C’est donc une grande aspiration à la normalité que nous trouvons chez ceux qui en sont exclus, et à une telle échelle que l’on peut se demander s’il ne s’agirait pas d’une nouvelle forme de « folie de la normalité » qui ferait tache d’huile en notre siècle, un type de folie qui caractériserait même notre époque. Cette aspiration sensible à la normalité, à la réadaptation sociale même, nous la trouvons aussi dans les psychothérapies cognitivistes qui ont le vent en poupe, certes parce qu’elles bénéficient du soutien des laboratoires de médicaments et parce qu’elles sont faciles à appliquer et aussi à apprendre, alors que la psychanalyse est autrement plus complexe.

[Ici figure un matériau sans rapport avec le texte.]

// AppleGod search results (Bitrix storefront, PAGEN_4 pagination).

use std::collections::HashSet;

use once_cell::sync::Lazy;
use reqwest::Client;
use scraper::{Html, Selector};
use tracing::warn;

use crate::model::{Listing, PriceTag, SourceError};
use crate::sources::{RetailSource, MAX_PAGES};

const BASE_URL: &str = "https://applegod.ru/search/";
const SHOP: &str = "AppleGod";

static CARD_SEL: Lazy<Selector> =
    Lazy::new(|| Selector::parse("div.products__card.card-product").unwrap());
static TITLE_SEL: Lazy<Selector> =
    Lazy::new(|| Selector::parse(".card-product__title a[href]").unwrap());
static PRICE_SEL: Lazy<Selector> =
    Lazy::new(|| Selector::parse(r#"meta[itemprop="price"]"#).unwrap());

pub struct AppleGod {
    client: Client,
}

impl AppleGod {
    pub fn new(client: Client) -> Self {
        Self { client }
    }

    fn parse_page(html: &str) -> Vec<Listing> {
        let document = Html::parse_document(html);
        let mut listings = Vec::new();

        for card in document.select(&CARD_SEL) {
            let Some(title_node) = card.select(&TITLE_SEL).next() else {
                continue;
            };
            let Some(price_node) = card.select(&PRICE_SEL).next() else {
                continue;
            };

            let title = title_node.text().collect::<String>().trim().to_string();
            let href = title_node.value().attr("href").unwrap_or("");
            let url = format!("https://applegod.ru{href}");

            // The price meta carries a decimal string ("89990.00").
            let Some(price) = price_node
                .value()
                .attr("content")
                .and_then(|c| c.parse::<f64>().ok())
                .map(|p| p as u64)
            else {
                continue;
            };

            listings.push(Listing::new(SHOP, title, PriceTag::Number(price), url));
        }

        listings
    }
}

#[async_trait::async_trait]
impl RetailSource for AppleGod {
    fn name(&self) -> &'static str {
        SHOP
    }

    async fn search(&self, query: &str, limit: usize) -> Result<Vec<Listing>, SourceError> {
        let mut results: Vec<Listing> = Vec::new();
        let mut seen: HashSet<String> = HashSet::new();
        let mut page: u32 = 1;

        while results.len() < limit && page <= MAX_PAGES {
            let page_param = page.to_string();
            let response = self
                .client
                .get(BASE_URL)
                .query(&[("q", query), ("PAGEN_4", page_param.as_str())])
                .send()
                .await?;

            if !response.status().is_success() {
                if results.is_empty() {
                    return Err(SourceError::Status(response.status()));
                }
                warn!(shop = SHOP, status = %response.status(), "dropping remaining pages");
                break;
            }

            let body = response.text().await?;
            let cards = Self::parse_page(&body);
            if cards.is_empty() {
                break;
            }

            for card in cards {
                if results.len() >= limit {
                    break;
                }
                if !seen.insert(card.url.clone()) {
                    continue;
                }
                results.push(card);
            }

            page += 1;
        }

        Ok(results)
    }
}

Mais l’être humain aussi l’est et il serait donc étonnant qu’on arrive avec trois petites règles et quelques conseils à résoudre des symptômes dont la psychanalyse nous a montré la complexité.
Folie normale et thérapies du dressage à la normalité marcheraient alors la main dans la main, l’un s’opposant mais aussi étant complice de l’autre dans ces relations complexes ou le pouvoir et la résistance s’entremêlent. Il y a aussi la réorganisation de la santé mentale depuis quelques années, dont je vous ai parlé, dont il faut voir dans quoi elle s’inscrit aujourd’hui et pourquoi la psychanalyse subit aujourd’hui l’ostracisme que l’on constate, y compris au niveau de l’Etat.